In this  cast I cannot bend my leg at all and can barely lift it a few inches off the ground.  

My last labour was relatively OK, though precipitate 2nd stage  - 7 hours on a birthing ball at home, went to hospital at 5 mins apart, was 2mins when I got there and then  Matthew went into distress - probably from strong contractions - as I dilated from 5 to 10cm in 15 minutes.  My waters broke during those 15 mins and I started pushing almost immediately, so I was put in stirrups, he was ventoused out as I pushed, all took about 30mins.  

I have booked a water birth in the MW led unit , because, just to add to the complications, I have SPD!
Obviously this can't happen now, but what on earth will I do?

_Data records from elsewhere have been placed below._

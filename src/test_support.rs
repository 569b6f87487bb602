use crate::services::deployments::{
    AccountConfig, Backend, BackendKind, BmcOps, ClientError, ClientIdentity, CommandOutput,
    ConnectFailure, ConnectionClient, ConnectionError, Connector, HostDescriptor, HostIdentity,
    InstallProgress, Ipv4Mode, NetworkConfig, PipelineKind, ProgressEvent, ProgressStore,
    ResetType, SharedClient, SharedConfig, ShellOps, SshCredential, StepContext, StepDefinition,
    TerminalSize,
};
use async_trait::async_trait;
use std::collections::HashMap;
use std::path::Path;
use std::sync::atomic::{AtomicBool, AtomicU32, Ordering};
use std::sync::{Arc, Mutex};
use std::time::Duration;
use tokio::io::DuplexStream;
use tokio_util::sync::CancellationToken;
use url::Url;

pub fn shared_config() -> SharedConfig {
    SharedConfig {
        account: AccountConfig {
            username: "ops".to_string(),
            password: "s3cret".to_string(),
        },
        network: NetworkConfig {
            ipv4: Ipv4Mode::Static { prefix_len: 24 },
            gateway: Some("10.0.0.254".parse().expect("gateway")),
            dns: vec!["10.0.0.53".parse().expect("dns")],
        },
    }
}

pub fn ssh_descriptor(host: &str) -> HostDescriptor {
    HostDescriptor::Ssh {
        host: host.to_string(),
        port: 22,
        username: "root".to_string(),
        credential: SshCredential::Password {
            password: "pw".to_string(),
        },
        host_key_fingerprint: None,
    }
}

pub fn bmc_descriptor(ip: &str) -> HostDescriptor {
    HostDescriptor::Bmc {
        ip: ip.to_string(),
        username: "admin".to_string(),
        password: "pw".to_string(),
    }
}

/// In-memory client that records every primitive it is asked to perform.
pub struct MockClient {
    host: HostIdentity,
    kind: BackendKind,
    disposed: AtomicBool,
    dispose_calls: AtomicU32,
    responses: Mutex<Vec<(String, CommandOutput)>>,
    log: Mutex<Vec<String>>,
}

impl MockClient {
    pub fn new(host: &str, kind: BackendKind) -> Arc<Self> {
        Arc::new(Self {
            host: HostIdentity::new(host),
            kind,
            disposed: AtomicBool::new(false),
            dispose_calls: AtomicU32::new(0),
            responses: Mutex::new(Vec::new()),
            log: Mutex::new(Vec::new()),
        })
    }

    pub fn ssh(host: &str) -> Arc<Self> {
        Self::new(host, BackendKind::Ssh)
    }

    pub fn bmc(host: &str) -> Arc<Self> {
        Self::new(host, BackendKind::Bmc)
    }

    /// Commands containing `needle` return `output` instead of success.
    pub fn respond(&self, needle: &str, output: CommandOutput) {
        self.responses
            .lock()
            .expect("responses lock")
            .push((needle.to_string(), output));
    }

    pub fn dispose_count(&self) -> u32 {
        self.dispose_calls.load(Ordering::SeqCst)
    }

    pub fn log(&self) -> Vec<String> {
        self.log.lock().expect("log lock").clone()
    }

    fn record(&self, entry: String) {
        self.log.lock().expect("log lock").push(entry);
    }

    fn output_for(&self, command: &str) -> CommandOutput {
        self.responses
            .lock()
            .expect("responses lock")
            .iter()
            .find(|(needle, _)| command.contains(needle.as_str()))
            .map(|(_, output)| output.clone())
            .unwrap_or_default()
    }
}

#[async_trait]
impl ShellOps for MockClient {
    async fn run_command(
        &self,
        command: &str,
        _timeout: Option<Duration>,
    ) -> Result<CommandOutput, ClientError> {
        self.ensure_open()?;
        self.record(format!("run {command}"));
        Ok(self.output_for(command))
    }

    async fn run_sudo(
        &self,
        command: &str,
        _timeout: Option<Duration>,
    ) -> Result<CommandOutput, ClientError> {
        self.ensure_open()?;
        self.record(format!("sudo {command}"));
        Ok(self.output_for(command))
    }

    async fn upload_file(&self, local: &Path, remote: &str) -> Result<u64, ClientError> {
        self.ensure_open()?;
        self.record(format!("upload {} {remote}", local.display()));
        Ok(0)
    }

    async fn download_file(&self, remote: &str, local: &Path) -> Result<u64, ClientError> {
        self.ensure_open()?;
        self.record(format!("download {remote} {}", local.display()));
        Ok(0)
    }

    async fn open_shell(&self, _size: TerminalSize) -> Result<DuplexStream, ClientError> {
        self.ensure_open()?;
        let (ours, _theirs) = tokio::io::duplex(64);
        Ok(ours)
    }
}

#[async_trait]
impl BmcOps for MockClient {
    async fn reset(&self, reset: ResetType) -> Result<(), ClientError> {
        self.ensure_open()?;
        self.record(format!("reset {}", reset.as_redfish()));
        Ok(())
    }

    async fn boot_once_from_cd(&self) -> Result<(), ClientError> {
        self.ensure_open()?;
        self.record("boot-once cd".to_string());
        Ok(())
    }

    async fn mount_media(&self, image_url: &str) -> Result<(), ClientError> {
        self.ensure_open()?;
        self.record(format!("mount {image_url}"));
        Ok(())
    }

    async fn unmount_media(&self) -> Result<(), ClientError> {
        self.ensure_open()?;
        self.record("unmount".to_string());
        Ok(())
    }

    async fn wait_for_agent(&self, _cancel: &CancellationToken) -> Result<String, ClientError> {
        self.ensure_open()?;
        self.record("wait-agent".to_string());
        Ok(format!("agent-{}", self.host))
    }

    async fn dispatch(
        &self,
        command: &str,
        _cancel: &CancellationToken,
    ) -> Result<CommandOutput, ClientError> {
        self.ensure_open()?;
        self.record(format!("dispatch {command}"));
        Ok(self.output_for(command))
    }

    async fn fetch_file(
        &self,
        source_url: &str,
        target_path: &str,
        _cancel: &CancellationToken,
    ) -> Result<(), ClientError> {
        self.ensure_open()?;
        self.record(format!("fetch {source_url} {target_path}"));
        Ok(())
    }
}

#[async_trait]
impl ConnectionClient for MockClient {
    fn host(&self) -> &HostIdentity {
        &self.host
    }

    fn kind(&self) -> BackendKind {
        self.kind
    }

    fn identity(&self) -> ClientIdentity {
        ClientIdentity {
            architecture: Some("aarch64".to_string()),
            default_target: Some("1".to_string()),
        }
    }

    fn is_disposed(&self) -> bool {
        self.disposed.load(Ordering::SeqCst)
    }

    fn backend(&self) -> Backend<'_> {
        match self.kind {
            BackendKind::Bmc => Backend::Bmc(self),
            BackendKind::Ssh => Backend::Ssh(self),
        }
    }

    async fn dispose(&self) {
        if self.disposed.swap(true, Ordering::SeqCst) {
            return;
        }
        self.dispose_calls.fetch_add(1, Ordering::SeqCst);
    }
}

/// Connector handing out `MockClient`s, with scripted delays and rejections.
#[derive(Default)]
pub struct MockConnector {
    rejections: HashMap<HostIdentity, ConnectFailure>,
    delays: HashMap<HostIdentity, Duration>,
    clients: Mutex<HashMap<HostIdentity, Arc<MockClient>>>,
    attempts: AtomicU32,
}

impl MockConnector {
    pub fn new() -> Self {
        Self::default()
    }

    pub fn reject(mut self, host: &str, kind: ConnectFailure) -> Self {
        self.rejections.insert(HostIdentity::new(host), kind);
        self
    }

    pub fn delay(mut self, host: &str, delay: Duration) -> Self {
        self.delays.insert(HostIdentity::new(host), delay);
        self
    }

    pub fn client(&self, host: &str) -> Option<Arc<MockClient>> {
        self.clients
            .lock()
            .expect("clients lock")
            .get(&HostIdentity::new(host))
            .cloned()
    }

    pub fn attempts(&self) -> u32 {
        self.attempts.load(Ordering::SeqCst)
    }
}

#[async_trait]
impl Connector for MockConnector {
    async fn connect(&self, descriptor: &HostDescriptor) -> Result<SharedClient, ConnectionError> {
        self.attempts.fetch_add(1, Ordering::SeqCst);
        let host = descriptor.host_id();
        if let Some(delay) = self.delays.get(&host) {
            tokio::time::sleep(*delay).await;
        }
        if let Some(kind) = self.rejections.get(&host) {
            return Err(ConnectionError::new(host, *kind, kind.to_string()));
        }
        let client = MockClient::new(host.as_str(), descriptor.backend());
        self.clients
            .lock()
            .expect("clients lock")
            .insert(host, client.clone());
        Ok(client)
    }
}

#[derive(Clone)]
struct ScriptedFailure {
    host: Option<HostIdentity>,
    step: String,
    message: String,
}

/// Scripted behaviour for steps built with `scripted_steps`.
#[derive(Clone, Default)]
pub struct StepScript {
    failures: Arc<Vec<ScriptedFailure>>,
    cancels: Arc<Vec<(String, CancellationToken)>>,
    delays: Arc<HashMap<HostIdentity, Duration>>,
    invocations: Arc<Mutex<Vec<(HostIdentity, String)>>>,
}

impl StepScript {
    fn with_failure(mut self, host: Option<HostIdentity>, step: &str, message: &str) -> Self {
        let mut failures = (*self.failures).clone();
        failures.push(ScriptedFailure {
            host,
            step: step.to_string(),
            message: message.to_string(),
        });
        self.failures = Arc::new(failures);
        self
    }

    pub fn fail_at(self, step: &str, message: &str) -> Self {
        self.with_failure(None, step, message)
    }

    pub fn fail_on_host(self, host: &str, step: &str, message: &str) -> Self {
        self.with_failure(Some(HostIdentity::new(host)), step, message)
    }

    /// Cancels `token` once `step` has finished its work.
    pub fn cancel_after(mut self, step: &str, token: CancellationToken) -> Self {
        let mut cancels = (*self.cancels).clone();
        cancels.push((step.to_string(), token));
        self.cancels = Arc::new(cancels);
        self
    }

    pub fn delay_for(mut self, host: &str, delay: Duration) -> Self {
        let mut delays = (*self.delays).clone();
        delays.insert(HostIdentity::new(host), delay);
        self.delays = Arc::new(delays);
        self
    }

    pub fn invocations(&self) -> Vec<String> {
        self.invocations
            .lock()
            .expect("invocations lock")
            .iter()
            .map(|(_, step)| step.clone())
            .collect()
    }

    pub fn invocations_for(&self, host: &str) -> Vec<String> {
        let host = HostIdentity::new(host);
        self.invocations
            .lock()
            .expect("invocations lock")
            .iter()
            .filter(|(seen, _)| *seen == host)
            .map(|(_, step)| step.clone())
            .collect()
    }

    async fn play(&self, step: &str, ctx: &StepContext) -> anyhow::Result<()> {
        let host = ctx.client.host().clone();
        self.invocations
            .lock()
            .expect("invocations lock")
            .push((host.clone(), step.to_string()));
        if let Some(delay) = self.delays.get(&host) {
            tokio::time::sleep(*delay).await;
        }
        let failure = self.failures.iter().find(|failure| {
            failure.step == step && failure.host.as_ref().map_or(true, |only| *only == host)
        });
        if let Some(failure) = failure {
            anyhow::bail!("{}", failure.message);
        }
        for (after, token) in self.cancels.iter() {
            if after == step {
                token.cancel();
            }
        }
        Ok(())
    }
}

pub fn scripted_steps(steps: &[(&str, u8)], script: &StepScript) -> Vec<StepDefinition> {
    steps
        .iter()
        .map(|(name, target)| {
            let script = script.clone();
            let step = name.to_string();
            StepDefinition::new(*name, *target, move |ctx: StepContext| {
                let script = script.clone();
                let step = step.clone();
                async move { script.play(&step, &ctx).await }
            })
        })
        .collect()
}

/// Collects every progress update a store publishes, in arrival order.
#[derive(Clone, Default)]
pub struct ProgressRecorder {
    events: Arc<Mutex<Vec<(PipelineKind, InstallProgress)>>>,
}

impl ProgressRecorder {
    pub fn attach(store: &ProgressStore) -> Self {
        let recorder = Self::default();
        let sink = recorder.events.clone();
        store.subscribe(move |event| {
            if let ProgressEvent::Updated(update) = event {
                sink.lock()
                    .expect("recorder lock")
                    .push((update.pipeline, update.progress.clone()));
            }
        });
        recorder
    }

    pub fn all(&self) -> Vec<(PipelineKind, InstallProgress)> {
        self.events.lock().expect("recorder lock").clone()
    }

    pub fn for_host(&self, host: &str, pipeline: PipelineKind) -> Vec<InstallProgress> {
        let host = HostIdentity::new(host);
        self.all()
            .into_iter()
            .filter(|(kind, progress)| *kind == pipeline && progress.host == host)
            .map(|(_, progress)| progress)
            .collect()
    }
}

/// Serves `router` on an ephemeral loopback port. Returns `None` when the
/// sandbox forbids binding.
pub async fn spawn_fake_http(router: axum::Router) -> anyhow::Result<Option<Url>> {
    let listener = match tokio::net::TcpListener::bind("127.0.0.1:0").await {
        Ok(listener) => listener,
        Err(err) if err.kind() == std::io::ErrorKind::PermissionDenied => return Ok(None),
        Err(err) if err.to_string().to_lowercase().contains("operation not permitted") => {
            return Ok(None)
        }
        Err(err) => return Err(err.into()),
    };
    let addr = listener.local_addr()?;
    tokio::spawn(async move {
        if let Err(err) = axum::serve(listener, router).await {
            tracing::warn!(error = %err, "fake http server stopped");
        }
    });
    Ok(Some(Url::parse(&format!("http://{addr}/"))?))
}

Can I still have a MW led delivery or will I end up with lots of intervention? 
I can't possibly go into stirrups like this but how will a MW 'get access' for examinations, to catch the baby, etc. The cast is so heavy I can barely lie on my L side, can't put any weight on my right leg at all, so couldn't lie on R and raise left leg for example, I could perhaps stand whilst leaning on something to take my weight, but I can't hold the weight of my right leg for long and my foot can't touch the floor it hurts too much.
  
My ankle is still very painful inside the cast, I'm wondering whether if I had an epidural I could just be 'manoevred' into the right sort of positions and I wouldn't feel anything for the duration, I'd just have to deal with any pain from awkward positions afterwards. 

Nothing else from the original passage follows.